We argue about money because my husband is not working right now. We put him back into school after he couldn't find a teaching job for the fall, and took out a $15,000 student loan to do it on top of what he's paying for his Batchelors. I try not to resent it because I know he needed the qualifications he's now studying for, but as someone who doesn't have anything formal higher than A-Levels (high school) I find it hard to accept that we paid that for a 16-week course when it would have paid for my associates degree. I also find it hard to accept that he's just at home studying now, because my wages cover the fixed expenses and everything else, from groceries to clothes to gas comes out of our savings. I appreciate that he cashed out both his ME state retirement and 401(k) to give us those savings, but I need him to be out working!

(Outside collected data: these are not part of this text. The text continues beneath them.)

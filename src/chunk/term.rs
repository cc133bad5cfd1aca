//! Term construction from annotated tokens

use super::derived::DerivedForms;
use super::tags::{TagClass, TagSet};
use crate::annotation::AnnotatedToken;
use std::sync::Arc;

/// An annotated token with the context the chunker needs.
#[derive(Debug, Clone, PartialEq, Eq)]
pub struct Term {
    /// Normalized surface form; this is what labels are built from
    pub text: String,
    /// Annotator's normalized form
    pub norm: String,
    /// Lemma for content words, lowercased text otherwise
    pub lemma: String,
    pub tag: String,
    pub class: TagClass,
    pub dep: String,
    pub is_alpha: bool,
    /// De-adjectival noun for adjectives, when one is known
    pub derived: Option<String>,
    /// Lemma of the governing verb when this term is its direct object
    pub object_of: Option<String>,
    /// Lemma of the governing verb when this term is its nominal subject
    pub subject_of: Option<String>,
}

impl Term {
    /// Form contributed to a concept key: the derived noun, else the lemma.
    pub fn concept_form(&self) -> &str {
        self.derived.as_deref().unwrap_or(&self.lemma)
    }

    /// Form contributed to a predicate key.
    pub fn predicate_form(&self) -> &str {
        &self.lemma
    }

    pub fn is_content(&self) -> bool {
        self.class != TagClass::Other
    }
}

/// Converts annotated tokens into terms. Stateless apart from its lookups.
#[derive(Clone)]
pub struct TermBuilder {
    tags: Arc<TagSet>,
    derived: Arc<dyn DerivedForms>,
}

impl std::fmt::Debug for TermBuilder {
    fn fmt(&self, f: &mut std::fmt::Formatter<'_>) -> std::fmt::Result {
        f.debug_struct("TermBuilder").field("tags", &self.tags).finish_non_exhaustive()
    }
}

impl TermBuilder {
    pub fn new(tags: Arc<TagSet>, derived: Arc<dyn DerivedForms>) -> Self {
        Self { tags, derived }
    }

    pub fn tags(&self) -> &TagSet {
        &self.tags
    }

    /// Build a term, or `None` for noise tokens.
    pub fn build(&self, token: &AnnotatedToken) -> Option<Term> {
        if self.tags.is_noise(&token.tag) {
            return None;
        }

        let class = self.tags.classify(&token.tag);
        let lemma = match class {
            TagClass::Concept | TagClass::Predicate => token.lemma.clone(),
            TagClass::Other => token.text.to_lowercase(),
        };

        let derived = if self.tags.adjective_tags.contains(&token.tag) {
            self.derived.adjective_to_noun(&lemma)
        } else {
            None
        };

        let governed_by_verb = self.tags.classify(&token.head_tag) == TagClass::Predicate;
        let object_of = (governed_by_verb && self.tags.object_deps.contains(&token.dep))
            .then(|| token.head_lemma.clone());
        let subject_of = (governed_by_verb && self.tags.subject_deps.contains(&token.dep))
            .then(|| token.head_lemma.clone());

        Some(Term {
            text: token.norm.clone(),
            norm: token.norm.clone(),
            lemma,
            tag: token.tag.clone(),
            class,
            dep: token.dep.clone(),
            is_alpha: token.is_alpha,
            derived,
            object_of,
            subject_of,
        })
    }
}

impl Default for TermBuilder {
    fn default() -> Self {
        Self::new(Arc::new(TagSet::default()), Arc::new(super::derived::NoDerivedForms))
    }
}

#[cfg(test)]
mod tests {
    use super::*;
    use crate::chunk::derived::DerivedFormTable;

    #[test]
    fn noise_tokens_produce_no_term() {
        let builder = TermBuilder::default();
        assert!(builder.build(&AnnotatedToken::new(" ", "SP", "dep")).is_none());
    }

    #[test]
    fn content_words_use_lemma() {
        let builder = TermBuilder::default();
        let term = builder
            .build(&AnnotatedToken::new("Foxes", "NNS", "nsubj").with_lemma("fox"))
            .unwrap();
        assert_eq!(term.lemma, "fox");
        assert_eq!(term.text, "foxes");
        assert_eq!(term.class, TagClass::Concept);
    }

    #[test]
    fn function_words_use_lowercased_text() {
        let builder = TermBuilder::default();
        let term = builder
            .build(&AnnotatedToken::new("The", "DT", "det").with_lemma("the"))
            .unwrap();
        assert_eq!(term.lemma, "the");
        assert!(!term.is_content());
    }

    #[test]
    fn subject_and_object_of_verb() {
        let builder = TermBuilder::default();
        let subject = builder
            .build(&AnnotatedToken::new("fox", "NN", "nsubj").with_head("VBD", "jump"))
            .unwrap();
        assert_eq!(subject.subject_of.as_deref(), Some("jump"));
        assert_eq!(subject.object_of, None);

        let object = builder
            .build(&AnnotatedToken::new("fence", "NN", "dobj").with_head("VBD", "clear"))
            .unwrap();
        assert_eq!(object.object_of.as_deref(), Some("clear"));
    }

    #[test]
    fn governor_must_be_verb_class() {
        let builder = TermBuilder::default();
        let term = builder
            .build(&AnnotatedToken::new("fox", "NN", "nsubj").with_head("NN", "den"))
            .unwrap();
        assert_eq!(term.subject_of, None);
    }

    #[test]
    fn adjectives_take_derived_form() {
        let builder = TermBuilder::new(
            Arc::new(TagSet::default()),
            Arc::new(DerivedFormTable::new().with_adjective("sparse", "sparsity")),
        );
        let term = builder.build(&AnnotatedToken::new("sparse", "JJ", "amod")).unwrap();
        assert_eq!(term.concept_form(), "sparsity");

        let noun = builder.build(&AnnotatedToken::new("matrix", "NN", "pobj")).unwrap();
        assert_eq!(noun.concept_form(), "matrix");
    }
}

Over the summer, we lived off unemployment money because he was holding out for a teaching job and I had no EAD. As a result, we put a lot of money on credit cards so we still have that money to pay off, plus two student loans, plus all the regular expenses. On top of that, I really could use a new car, because mine is 16 years old and a rustbucket which does not reflect well on my professional image (and I use my car a lot for work, because I'm in sales). We live in a one-bed apartment where we ran out of space about 6 months ago and the landlord is a serious freak, and we simply can't afford to move.

It's incredibly frustrating, because my hubby feels that I want "stuff", which is not true. I just want to feel like I'm moving forward - I guess it comes down to the "quality of life" issue. We tend to fight about money at the beginning of the month, because everything we owe is currently due within the first two weeks and it makes the ebb and flow of cash dangerously uneven. Also, we fight because every cent of my wages goes into the joint account to cover the bills, and I'm left having to ask for cash (and justifying doing so) if I want anything. I find that quite difficult to deal with since I'm the one bringing money in right now.

Because he's not working, Chris doesn't feel the need to get up in the morning. So I get up to go to work for 8o'clock, but he doesn't get up until midday or later. Because he doesn't get up in the morning, he's not sleepy at night. I have to go to bed because I have to go to work, so I'm going to bed on my own five five nights a week whilst he stays up until 3, 4 or 5am studying. And then the whole cycle repeats. I know that he's getting his 8-hour working day in, but he doesn't understand why it bothers me that he's asleep when I come home to get lunch, or why I'm upset because I go to sleep alone for most of the week. I think what bothers me most is the fact that he knows how much I'm hurt by it, but he doesn't seem inclined to change the habit even a little bit. It's a HUGE flashpoint for us, because I try and deal with it for periods of time and all the while the hurt builds up so when it does come out it's a lot of pent-up "stuff".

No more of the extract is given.